Output all records verbatim.

Data for analysis:
^^^^^^^^

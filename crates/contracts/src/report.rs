//! Output channel status and end-of-scan report.

use serde::{Deserialize, Serialize};

/// Output channel state as seen by the consumer
#[derive(Debug, Clone, PartialEq, Eq, Serialize, Deserialize)]
#[serde(rename_all = "snake_case", tag = "status", content = "reason")]
pub enum OutputStatus {
    /// Producer still running
    Open,
    Completed,
    Cancelled,
    Failed(String),
}

impl OutputStatus {
    #[inline]
    pub fn is_terminal(&self) -> bool {
        !matches!(self, Self::Open)
    }
}

/// How a scan that did not fail ended
#[derive(Debug, Clone, Copy, PartialEq, Eq, Serialize, Deserialize)]
#[serde(rename_all = "snake_case")]
pub enum ScanOutcome {
    Completed,
    Cancelled,
}

/// Fewer rows than requested were produced
#[derive(Debug, Clone, Copy, PartialEq, Eq, Serialize, Deserialize)]
pub struct LineShortfall {
    pub expected: u32,
    pub emitted: u32,
}

impl LineShortfall {
    #[inline]
    pub fn missing(&self) -> u32 {
        self.expected.saturating_sub(self.emitted)
    }
}

/// End-of-scan accounting
#[derive(Debug, Clone, PartialEq, Eq, Serialize, Deserialize)]
pub struct ScanReport {
    pub outcome: ScanOutcome,

    /// Output rows written
    pub emitted_lines: u32,

    /// Output rows requested by the geometry
    pub expected_lines: u32,

    /// Set when a completed scan produced fewer rows than expected
    pub shortfall: Option<LineShortfall>,

    /// Native lines entered into read requests
    pub native_lines_requested: u64,

    /// Native lines actually delivered by the transport
    pub native_lines_received: u64,

    pub requests_issued: u64,

    pub blocks_started: u64,

    pub bytes_written: u64,

    /// Channel rows still waiting for siblings when the scan ended
    pub pending_rows_discarded: u64,
}

impl ScanReport {
    /// Empty report for a scan that produced nothing yet
    pub fn new(outcome: ScanOutcome, expected_lines: u32) -> Self {
        Self {
            outcome,
            emitted_lines: 0,
            expected_lines,
            shortfall: None,
            native_lines_requested: 0,
            native_lines_received: 0,
            requests_issued: 0,
            blocks_started: 0,
            bytes_written: 0,
            pending_rows_discarded: 0,
        }
    }

    #[inline]
    pub fn is_complete(&self) -> bool {
        self.outcome == ScanOutcome::Completed && self.shortfall.is_none()
    }
}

^^^^^^^^

Solved problem:
filename crates/contracts/src/report.rs
//! Output channel status and end-of-scan report.

use serde::{Deserialize, Serialize};

/// Output channel state as seen by the consumer
#[derive(Debug, Clone, PartialEq, Eq, Serialize, Deserialize)]
#[serde(rename_all = "snake_case", tag = "status", content = "reason")]
pub enum OutputStatus {
    /// Producer still running
    Open,
    Completed,
    Cancelled,
    Failed(String),
}

impl OutputStatus {
    #[inline]
    pub fn is_terminal(&self) -> bool {
        !matches!(self, Self::Open)
    }
}

/// How a scan that did not fail ended
#[derive(Debug, Clone, Copy, PartialEq, Eq, Serialize, Deserialize)]
#[serde(rename_all = "snake_case")]
pub enum ScanOutcome {
    Completed,
    Cancelled,
}

/// Fewer rows than requested were produced
#[derive(Debug, Clone, Copy, PartialEq, Eq, Serialize, Deserialize)]
pub struct LineShortfall {
    pub expected: u32,
    pub emitted: u32,
}

impl LineShortfall {
    #[inline]
    pub fn missing(&self) -> u32 {
        self.expected.saturating_sub(self.emitted)
    }
}

/// End-of-scan accounting
#[derive(Debug, Clone, PartialEq, Eq, Serialize, Deserialize)]
pub struct ScanReport {
    pub outcome: ScanOutcome,

    /// Output rows written
    pub emitted_lines: u32,

    /// Output rows requested by the geometry
    pub expected_lines: u32,

    /// Set when a completed scan produced fewer rows than expected
    pub shortfall: Option<LineShortfall>,

    /// Native lines entered into read requests
    pub native_lines_requested: u64,

    /// Native lines actually delivered by the transport
    pub native_lines_received: u64,

    pub requests_issued: u64,

    pub blocks_started: u64,

    pub bytes_written: u64,

    /// Channel rows still waiting for siblings when the scan ended
    pub pending_rows_discarded: u64,
}

impl ScanReport {
    /// Empty report for a scan that produced nothing yet
    pub fn new(outcome: ScanOutcome, expected_lines: u32) -> Self {
        Self {
            outcome,
            emitted_lines: 0,
            expected_lines,
            shortfall: None,
            native_lines_requested: 0,
            native_lines_received: 0,
            requests_issued: 0,
            blocks_started: 0,
            bytes_written: 0,
            pending_rows_discarded: 0,
        }
    }

    #[inline]
    pub fn is_complete(&self) -> bool {
        self.outcome == ScanOutcome::Completed && self.shortfall.is_none()
    }
}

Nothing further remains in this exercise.